Exercise goal: A verbatim reproduction of the lines below, from the line containing "pub fn open(path: &Path, convention: VerticalConvention)" through the line containing "let file = File::open(path)?;", both ends included, is the whole required output.

Records shown:
******

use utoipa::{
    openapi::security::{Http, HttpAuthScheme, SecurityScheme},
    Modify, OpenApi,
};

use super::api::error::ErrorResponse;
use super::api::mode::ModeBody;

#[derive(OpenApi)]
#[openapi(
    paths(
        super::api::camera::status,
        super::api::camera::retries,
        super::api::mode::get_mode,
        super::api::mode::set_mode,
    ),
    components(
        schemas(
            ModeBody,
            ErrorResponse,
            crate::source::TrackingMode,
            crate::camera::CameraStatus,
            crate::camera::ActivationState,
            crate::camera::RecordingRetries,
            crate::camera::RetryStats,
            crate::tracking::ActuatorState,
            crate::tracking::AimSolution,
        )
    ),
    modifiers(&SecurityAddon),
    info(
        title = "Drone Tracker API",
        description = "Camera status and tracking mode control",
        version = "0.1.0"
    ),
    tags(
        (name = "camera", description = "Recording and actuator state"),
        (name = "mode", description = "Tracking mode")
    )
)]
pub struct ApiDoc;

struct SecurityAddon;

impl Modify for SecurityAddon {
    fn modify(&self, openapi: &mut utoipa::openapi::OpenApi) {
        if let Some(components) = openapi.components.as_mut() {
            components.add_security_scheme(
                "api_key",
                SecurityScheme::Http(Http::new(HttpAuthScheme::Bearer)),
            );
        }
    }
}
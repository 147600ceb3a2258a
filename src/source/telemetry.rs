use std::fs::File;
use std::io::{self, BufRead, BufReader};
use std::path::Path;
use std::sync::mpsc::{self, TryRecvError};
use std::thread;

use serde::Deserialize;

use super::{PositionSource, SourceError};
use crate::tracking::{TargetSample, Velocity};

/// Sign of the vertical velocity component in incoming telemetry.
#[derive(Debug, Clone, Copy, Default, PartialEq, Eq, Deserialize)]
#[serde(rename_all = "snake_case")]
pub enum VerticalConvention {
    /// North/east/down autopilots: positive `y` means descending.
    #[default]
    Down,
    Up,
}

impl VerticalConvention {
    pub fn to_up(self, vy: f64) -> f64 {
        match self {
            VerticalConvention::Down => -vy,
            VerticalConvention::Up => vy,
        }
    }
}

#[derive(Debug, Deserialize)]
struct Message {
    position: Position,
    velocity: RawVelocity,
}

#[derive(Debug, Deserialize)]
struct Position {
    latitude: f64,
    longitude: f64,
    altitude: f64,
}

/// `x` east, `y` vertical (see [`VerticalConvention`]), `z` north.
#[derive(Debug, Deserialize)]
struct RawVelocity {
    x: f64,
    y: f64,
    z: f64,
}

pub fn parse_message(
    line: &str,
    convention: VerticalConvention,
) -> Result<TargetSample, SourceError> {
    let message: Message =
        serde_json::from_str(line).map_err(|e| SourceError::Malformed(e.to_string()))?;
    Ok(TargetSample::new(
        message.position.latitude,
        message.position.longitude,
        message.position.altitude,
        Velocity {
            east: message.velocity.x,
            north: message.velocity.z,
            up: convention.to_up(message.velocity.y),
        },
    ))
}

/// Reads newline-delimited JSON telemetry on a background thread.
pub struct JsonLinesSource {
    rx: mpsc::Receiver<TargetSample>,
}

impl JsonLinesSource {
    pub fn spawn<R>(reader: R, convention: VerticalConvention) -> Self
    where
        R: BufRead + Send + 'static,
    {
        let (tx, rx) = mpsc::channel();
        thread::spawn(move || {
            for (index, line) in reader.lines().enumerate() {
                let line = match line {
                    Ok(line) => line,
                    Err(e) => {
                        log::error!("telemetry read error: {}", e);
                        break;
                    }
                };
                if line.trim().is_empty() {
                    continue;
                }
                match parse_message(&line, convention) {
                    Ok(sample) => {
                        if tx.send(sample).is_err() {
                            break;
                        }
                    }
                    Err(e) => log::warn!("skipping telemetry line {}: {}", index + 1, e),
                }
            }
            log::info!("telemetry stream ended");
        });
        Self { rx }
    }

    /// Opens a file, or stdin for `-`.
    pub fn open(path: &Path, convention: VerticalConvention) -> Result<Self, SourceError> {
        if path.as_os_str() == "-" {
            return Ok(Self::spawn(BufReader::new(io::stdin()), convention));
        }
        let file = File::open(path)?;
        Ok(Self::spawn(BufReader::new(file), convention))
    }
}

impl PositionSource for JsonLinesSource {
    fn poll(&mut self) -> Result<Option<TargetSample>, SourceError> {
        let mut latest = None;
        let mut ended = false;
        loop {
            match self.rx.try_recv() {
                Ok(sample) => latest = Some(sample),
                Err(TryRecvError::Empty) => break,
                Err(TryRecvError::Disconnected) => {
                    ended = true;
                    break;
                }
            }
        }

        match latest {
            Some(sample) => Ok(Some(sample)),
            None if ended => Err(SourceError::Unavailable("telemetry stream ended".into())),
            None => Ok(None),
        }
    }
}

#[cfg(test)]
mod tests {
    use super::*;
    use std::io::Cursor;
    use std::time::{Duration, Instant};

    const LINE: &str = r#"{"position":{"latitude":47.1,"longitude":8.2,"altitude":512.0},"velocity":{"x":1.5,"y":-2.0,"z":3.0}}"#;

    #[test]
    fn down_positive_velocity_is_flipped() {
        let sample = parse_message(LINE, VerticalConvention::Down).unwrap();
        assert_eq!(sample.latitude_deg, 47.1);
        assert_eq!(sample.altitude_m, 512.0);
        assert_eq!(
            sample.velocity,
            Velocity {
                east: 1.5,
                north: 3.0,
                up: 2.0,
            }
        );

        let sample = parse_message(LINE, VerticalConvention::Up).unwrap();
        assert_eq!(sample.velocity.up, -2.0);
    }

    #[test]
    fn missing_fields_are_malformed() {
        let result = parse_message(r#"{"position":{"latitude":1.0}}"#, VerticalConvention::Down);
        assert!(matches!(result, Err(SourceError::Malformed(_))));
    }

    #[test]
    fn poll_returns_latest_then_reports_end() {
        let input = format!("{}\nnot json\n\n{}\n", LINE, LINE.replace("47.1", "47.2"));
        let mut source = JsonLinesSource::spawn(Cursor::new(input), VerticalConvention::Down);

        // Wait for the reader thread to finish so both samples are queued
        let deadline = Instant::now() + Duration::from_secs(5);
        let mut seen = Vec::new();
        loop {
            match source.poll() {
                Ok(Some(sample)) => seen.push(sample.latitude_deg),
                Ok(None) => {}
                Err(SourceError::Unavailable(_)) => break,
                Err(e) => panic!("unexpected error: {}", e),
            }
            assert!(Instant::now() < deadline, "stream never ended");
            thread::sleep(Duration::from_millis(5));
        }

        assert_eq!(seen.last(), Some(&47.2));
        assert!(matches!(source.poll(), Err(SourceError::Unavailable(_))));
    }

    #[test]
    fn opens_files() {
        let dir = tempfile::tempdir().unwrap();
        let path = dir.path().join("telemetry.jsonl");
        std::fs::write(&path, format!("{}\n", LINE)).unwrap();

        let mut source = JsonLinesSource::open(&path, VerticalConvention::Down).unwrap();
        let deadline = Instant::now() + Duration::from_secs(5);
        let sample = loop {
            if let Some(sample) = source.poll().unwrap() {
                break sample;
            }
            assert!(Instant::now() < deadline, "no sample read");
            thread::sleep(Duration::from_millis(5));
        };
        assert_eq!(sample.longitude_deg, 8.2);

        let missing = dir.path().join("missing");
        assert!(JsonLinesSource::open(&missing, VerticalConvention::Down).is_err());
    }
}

******

Result of this task:
    pub fn open(path: &Path, convention: VerticalConvention) -> Result<Self, SourceError> {
        if path.as_os_str() == "-" {
            return Ok(Self::spawn(BufReader::new(io::stdin()), convention));
        }
        let file = File::open(path)?;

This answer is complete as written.